Press Releases

Comer: On National Agriculture Day March 25, consider ag's vital role in our everyday lives

 

For Immediate Release
Tuesday, March 18, 2014
For more information contact:
Ted Sloan
(502) 564-1138

 

FRANKFORT, Ky. — American agriculture provides the safest, most abundant, and most affordable food supply in the world for U.S. citizens and consumers around the globe. It also produces the raw materials for clothing and many other manufactured products, and it generates thousands of jobs and billions of dollars in economic activity.


Agriculture Commissioner James Comer invites all Kentuckians to consider those facts and others as they commemorate National Agriculture Day on March 25.


“Most Americans are two or three generations removed from the farm, so they don’t understand all the ways that agriculture contributes to our way of life,” Commissioner Comer said. “National Agriculture Day provides a way to raise awareness about the importance of agriculture and the people who provide the food and fiber that we sometimes take for granted.”


The Kentucky Department of Agriculture works to educate Kentucky children about agriculture’s vital role.

  • The Division of Agriculture Education and Outreach operates two mobile science activity centers that travel to schools throughout the commonwealth to give students the opportunity to conduct hands-on investigations related to agriculture. Last month, Commissioner Comer announced that a third mobile science center will be built to serve 37 eastern Kentucky counties.
  • The department conducts an annual contest that calls on students to draw posters and write essays about an agriculture-based theme.
  • Last year, the KDA launched the Farm to School Junior Chef state competition in which high school cooking teams competed for scholarships while learning about food preparation, local food, and agriculture’s importance.


Kentucky’s 77,064 farms sold more than $5 billion worth of farm products in 2012, according to preliminary results from the U.S. Department of Agriculture’s 2012 Census of Agriculture.


The average American farmer feeds 155 people in the United States and worldwide, compared with 25.6 people in 1960. Americans spend 10 percent of their income on food, down from more than 25 percent in 1933 and the lowest percentage of any country in the world, according to the USDA.

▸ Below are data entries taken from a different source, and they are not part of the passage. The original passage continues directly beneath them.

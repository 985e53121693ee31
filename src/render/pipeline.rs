use std::{
    path::{Path, PathBuf},
    process::Command,
};

use crate::{
    compose::{
        composer::{ComposeInputs, compose},
        graph::{FilterGraph, Label},
    },
    config::{
        options::{LogoRef, RenderConfig, Source, probe_logo},
        tools::Toolchain,
    },
    foundation::error::{ReelError, ReelResult, Stage},
    log::{
        event::EventLog,
        merge::{merge, prefix_paths},
        sync::{EffectiveSync, synchronize},
    },
    render::{
        process::{
            EncoderSource, Finished, POLL_INTERVAL, RendererJob, Supervised, encoder_command,
            ensure_parent_dir, release_stalled_reader, release_stalled_writer, renderer_command,
            run_to_completion,
        },
        workspace::Workspace,
    },
    repo::collect::{LocalRepo, collect, enumerate_repos, resolve},
    template::registry::TemplateDef,
};

/// How a render turns logs into the output video.
#[derive(Clone, Copy, Debug, PartialEq, Eq, serde::Serialize)]
#[serde(rename_all = "snake_case", tag = "kind")]
pub enum Strategy {
    /// One renderer piped into one encoder.
    SingleStream,
    /// One video per repository, then a composition pass over all panels.
    MultiPanel {
        /// Number of panels.
        panels: usize,
    },
}

impl Strategy {
    /// Multi-panel only for a split template over a directory holding enough repositories.
    pub fn choose(template: &TemplateDef, source: &Source, repo_count: usize) -> Self {
        match (template.layout(), source) {
            (Some(layout), Source::Multi(_)) if repo_count >= layout.panels() => {
                Self::MultiPanel {
                    panels: layout.panels(),
                }
            }
            _ => Self::SingleStream,
        }
    }
}

/// Outcome of a successful render.
#[derive(Clone, Debug, PartialEq, serde::Serialize)]
pub struct RenderReport {
    /// Encoded video.
    pub output: PathBuf,
    /// Strategy used.
    pub strategy: Strategy,
    /// Timing mode after `auto` was resolved.
    pub sync: EffectiveSync,
    /// Contributing repositories in render order.
    pub repos: Vec<String>,
    /// Non-fatal problems, such as a renderer exiting nonzero after frames were encoded.
    pub warnings: Vec<String>,
}

/// Merged, synchronized history of a render's repositories.
#[derive(Clone, Debug, PartialEq)]
pub struct MergedLog {
    /// Contributing repositories in merge order.
    pub repos: Vec<String>,
    /// Timing mode after `auto` was resolved.
    pub sync: EffectiveSync,
    /// Merged event log, non-decreasing in time.
    pub log: EventLog,
}

struct Prepared {
    repos: Vec<LocalRepo>,
    /// Synchronized per-repository logs, in `repos` order.
    logs: Vec<EventLog>,
    merged: MergedLog,
}

impl Prepared {
    fn names(&self) -> &[String] {
        &self.merged.repos
    }
}

/// Drives log collection, filter composition and the renderer/encoder processes.
///
/// Every intermediate file lives in a per-render working area that is removed when the
/// render returns, whatever the outcome.
#[derive(Clone, Debug, Default)]
pub struct RenderPipeline {
    tools: Toolchain,
    work_root: Option<PathBuf>,
}

impl RenderPipeline {
    /// Pipeline driving `tools`.
    pub fn new(tools: Toolchain) -> Self {
        Self {
            tools,
            work_root: None,
        }
    }

    /// Create working areas under `root` instead of the system temp directory.
    pub fn with_work_root(mut self, root: impl Into<PathBuf>) -> Self {
        self.work_root = Some(root.into());
        self
    }

    /// Tools this pipeline drives.
    pub fn toolchain(&self) -> &Toolchain {
        &self.tools
    }

    /// Collect, synchronize and merge the event logs of every repository in `cfg`.
    pub fn merged_log(&self, cfg: &RenderConfig) -> ReelResult<MergedLog> {
        let ws = Workspace::create(self.work_root.as_deref())?;
        let repos = self.repositories(cfg, &ws)?;
        Ok(self.prepare(cfg, &ws, repos)?.merged)
    }

    /// Render `cfg` into its output file.
    #[tracing::instrument(skip_all, fields(template = cfg.template.name, output = %cfg.output.display()))]
    pub fn render(&self, cfg: &RenderConfig) -> ReelResult<RenderReport> {
        let ws = Workspace::create(self.work_root.as_deref())?;

        let mut repos = self.repositories(cfg, &ws)?;
        let strategy = Strategy::choose(cfg.template, &cfg.source, repos.len());
        if let Strategy::MultiPanel { panels } = strategy {
            repos.truncate(panels);
        }
        tracing::info!(?strategy, repos = repos.len(), "starting render");

        let prepared = self.prepare(cfg, &ws, repos)?;
        if let Some(path) = &cfg.export_log {
            ensure_parent_dir(path)?;
            prepared.merged.log.write_to(path)?;
            tracing::info!(path = %path.display(), "exported merged event log");
        }

        let logo = self.logo(cfg, &ws)?;
        ensure_parent_dir(&cfg.output)?;

        let warnings = match strategy {
            Strategy::SingleStream => self.single_stream(cfg, &ws, &prepared, logo.as_deref())?,
            Strategy::MultiPanel { panels } => {
                self.multi_panel(cfg, &ws, &prepared, panels, logo.as_deref())?
            }
        };

        tracing::info!(warnings = warnings.len(), "render finished");
        Ok(RenderReport {
            output: cfg.output.clone(),
            strategy,
            sync: prepared.merged.sync,
            repos: prepared.merged.repos,
            warnings,
        })
    }

    fn repositories(&self, cfg: &RenderConfig, ws: &Workspace) -> ReelResult<Vec<LocalRepo>> {
        match &cfg.source {
            Source::Single(reference) => Ok(vec![resolve(reference, &self.tools, ws)?]),
            Source::Multi(dir) => enumerate_repos(dir),
        }
    }

    fn prepare(
        &self,
        cfg: &RenderConfig,
        ws: &Workspace,
        repos: Vec<LocalRepo>,
    ) -> ReelResult<Prepared> {
        let sync = cfg.sync.resolve(repos.len(), cfg.template.kind);
        let prefix = matches!(cfg.source, Source::Multi(_));

        let mut logs = Vec::with_capacity(repos.len());
        for (k, repo) in repos.iter().enumerate() {
            let raw = collect(&self.tools, repo, &ws.log_file(k, &repo.name))?;
            logs.push(synchronize(&raw, sync, cfg.sync_span, &repo.name));
        }

        let log = if prefix {
            merge(
                repos
                    .iter()
                    .zip(&logs)
                    .map(|(repo, log)| prefix_paths(log, &repo.name)),
            )
        } else {
            merge(logs.iter().cloned())
        };
        tracing::info!(?sync, entries = log.len(), "merged event logs");

        let names = repos.iter().map(|r| r.name.clone()).collect();
        Ok(Prepared {
            repos,
            logs,
            merged: MergedLog {
                repos: names,
                sync,
                log,
            },
        })
    }

    fn logo(&self, cfg: &RenderConfig, ws: &Workspace) -> ReelResult<Option<PathBuf>> {
        match &cfg.logo {
            None => Ok(None),
            Some(LogoRef::File(path)) => Ok(Some(path.clone())),
            Some(LogoRef::Url(url)) => {
                let dest = ws.file("logo");
                let mut cmd = Command::new(&self.tools.curl);
                cmd.args(["-fsSL", url.as_str(), "-o"]).arg(&dest);
                run_to_completion(Stage::FetchLogo, None, &mut cmd)?;
                probe_logo(&dest);
                Ok(Some(dest))
            }
        }
    }

    fn graph(
        &self,
        cfg: &RenderConfig,
        prepared: &Prepared,
        video_inputs: usize,
        logo: bool,
    ) -> ReelResult<FilterGraph> {
        compose(&ComposeInputs {
            template: cfg.template,
            canvas: cfg.canvas(),
            video_inputs,
            legend: cfg.legend,
            legend_limit: cfg.legend_limit,
            repos: prepared.names(),
            sync: prepared.merged.sync,
            log: &prepared.merged.log,
            logo,
        })
    }

    fn single_stream(
        &self,
        cfg: &RenderConfig,
        ws: &Workspace,
        prepared: &Prepared,
        logo: Option<&Path>,
    ) -> ReelResult<Vec<String>> {
        let graph = self.graph(cfg, prepared, 1, logo.is_some())?;
        let log_path = ws.file("merged.log");
        prepared.merged.log.write_to(&log_path)?;

        let repo = match &cfg.source {
            Source::Single(_) => prepared.names().first().map(String::as_str),
            Source::Multi(_) => None,
        };
        let stream = Stream {
            log: &log_path,
            title: &cfg.title,
            graph: &graph,
            logo,
            output: &cfg.output,
            repo,
            pipe_name: "frames.pipe",
        };
        Ok(self.stream(cfg, ws, &stream)?.into_iter().collect())
    }

    fn multi_panel(
        &self,
        cfg: &RenderConfig,
        ws: &Workspace,
        prepared: &Prepared,
        panels: usize,
        logo: Option<&Path>,
    ) -> ReelResult<Vec<String>> {
        let plain = FilterGraph::new(Label::Input(0));
        let mut warnings = Vec::new();
        let mut outputs = Vec::with_capacity(panels);

        for (k, (repo, log)) in prepared.repos.iter().zip(&prepared.logs).enumerate() {
            tracing::info!(panel = k, repo = %repo.name, "rendering panel");
            let log_path = ws.file(&format!("panel-{k}.log"));
            log.write_to(&log_path)?;
            let output = ws.file(&format!("panel-{k}.mp4"));
            let title = format!("{} — {}", cfg.title, repo.name);
            let pipe_name = format!("panel-{k}.pipe");
            let stream = Stream {
                log: &log_path,
                title: &title,
                graph: &plain,
                logo: None,
                output: &output,
                repo: Some(&repo.name),
                pipe_name: &pipe_name,
            };
            let warning = self
                .stream(cfg, ws, &stream)
                .map_err(|e| e.for_repo(&repo.name))?;
            warnings.extend(warning);
            outputs.push(output);
        }

        let graph = self.graph(cfg, prepared, panels, logo.is_some())?;
        tracing::info!(panels, "composing panels");
        let mut cmd = encoder_command(
            &self.tools,
            EncoderSource::Panels(&outputs),
            logo,
            &graph,
            &cfg.encoder,
            &cfg.output,
        );
        run_to_completion(Stage::Compose, None, &mut cmd)?;
        Ok(warnings)
    }

    /// Renderer piped into encoder. Returns a warning when only the renderer failed.
    fn stream(
        &self,
        cfg: &RenderConfig,
        ws: &Workspace,
        stream: &Stream<'_>,
    ) -> ReelResult<Option<String>> {
        let pipe = ws.make_fifo(stream.pipe_name)?;
        let job = RendererJob {
            log: stream.log,
            frames: &pipe,
            title: stream.title,
            canvas: cfg.canvas(),
            inner: cfg.inner_canvas(),
            fps: cfg.fps,
            tunables: &cfg.renderer,
        };

        let renderer = Supervised::spawn(
            Stage::Render,
            stream.repo,
            &mut renderer_command(&self.tools, &job),
        )?;
        let encoder = match Supervised::spawn(
            Stage::Encode,
            stream.repo,
            &mut encoder_command(
                &self.tools,
                EncoderSource::FramePipe {
                    pipe: &pipe,
                    fps: cfg.fps,
                },
                stream.logo,
                stream.graph,
                &cfg.encoder,
                stream.output,
            ),
        ) {
            Ok(encoder) => encoder,
            Err(e) => {
                renderer.kill();
                return Err(e);
            }
        };

        let (rendered, encoded) = supervise_pipe(&pipe, renderer, encoder)?;

        if !encoded.success() {
            let renderer_state = match &rendered {
                Some(rendered) => format!("renderer exited with {}", rendered.status),
                None => "renderer stopped after the encoder exited".to_owned(),
            };
            return Err(ReelError::external_tool(
                Stage::Encode,
                stream.repo,
                format!("encoder {}; {renderer_state}", encoded.describe()),
            ));
        }
        if let Some(rendered) = rendered.filter(|r| !r.success()) {
            let warning = format!("renderer {}", rendered.describe());
            tracing::warn!(repo = stream.repo, %warning, "renderer failed but the encode succeeded");
            return Ok(Some(warning));
        }
        Ok(None)
    }
}

/// Wait for both ends of the frame pipe.
///
/// Whichever side exits first releases the other from a blocked open. A renderer outliving a
/// failed encoder is killed and reported as `None`.
fn supervise_pipe(
    pipe: &Path,
    mut renderer: Supervised,
    mut encoder: Supervised,
) -> ReelResult<(Option<Finished>, Finished)> {
    loop {
        match renderer.try_wait() {
            Ok(Some(_)) => {
                let rendered = match renderer.wait() {
                    Ok(rendered) => rendered,
                    Err(e) => {
                        encoder.kill();
                        return Err(e);
                    }
                };
                if let Err(e) = release_stalled_reader(pipe, &mut encoder) {
                    encoder.kill();
                    return Err(e);
                }
                return Ok((Some(rendered), encoder.wait()?));
            }
            Ok(None) => {}
            Err(e) => {
                renderer.kill();
                encoder.kill();
                return Err(e);
            }
        }

        match encoder.try_wait() {
            Ok(Some(_)) => {
                let encoded = match encoder.wait() {
                    Ok(encoded) => encoded,
                    Err(e) => {
                        renderer.kill();
                        return Err(e);
                    }
                };
                if !encoded.success() {
                    tracing::debug!("encoder exited first; stopping the renderer");
                    renderer.kill();
                    return Ok((None, encoded));
                }
                if let Err(e) = release_stalled_writer(pipe, &mut renderer) {
                    renderer.kill();
                    return Err(e);
                }
                return Ok((Some(renderer.wait()?), encoded));
            }
            Ok(None) => {}
            Err(e) => {
                renderer.kill();
                encoder.kill();
                return Err(e);
            }
        }

        std::thread::sleep(POLL_INTERVAL);
    }
}

/// One renderer/encoder pair.
struct Stream<'a> {
    log: &'a Path,
    title: &'a str,
    graph: &'a FilterGraph,
    logo: Option<&'a Path>,
    output: &'a Path,
    repo: Option<&'a str>,
    pipe_name: &'a str,
}

#[cfg(test)]
#[path = "../../tests/unit/render/pipeline.rs"]
mod tests;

National Agriculture Day is sponsored by the Agriculture Council of America, an organization of leaders in the agriculture, food, and fiber communities dedicated to increasing public awareness of agriculture’s vital role in American society. Partners in National Agriculture Day include corporations, agricultural media, commodity groups, and nonprofit organizations. For more information on National Agriculture Day, including educational resources and event planning ideas, go to www.agday.org.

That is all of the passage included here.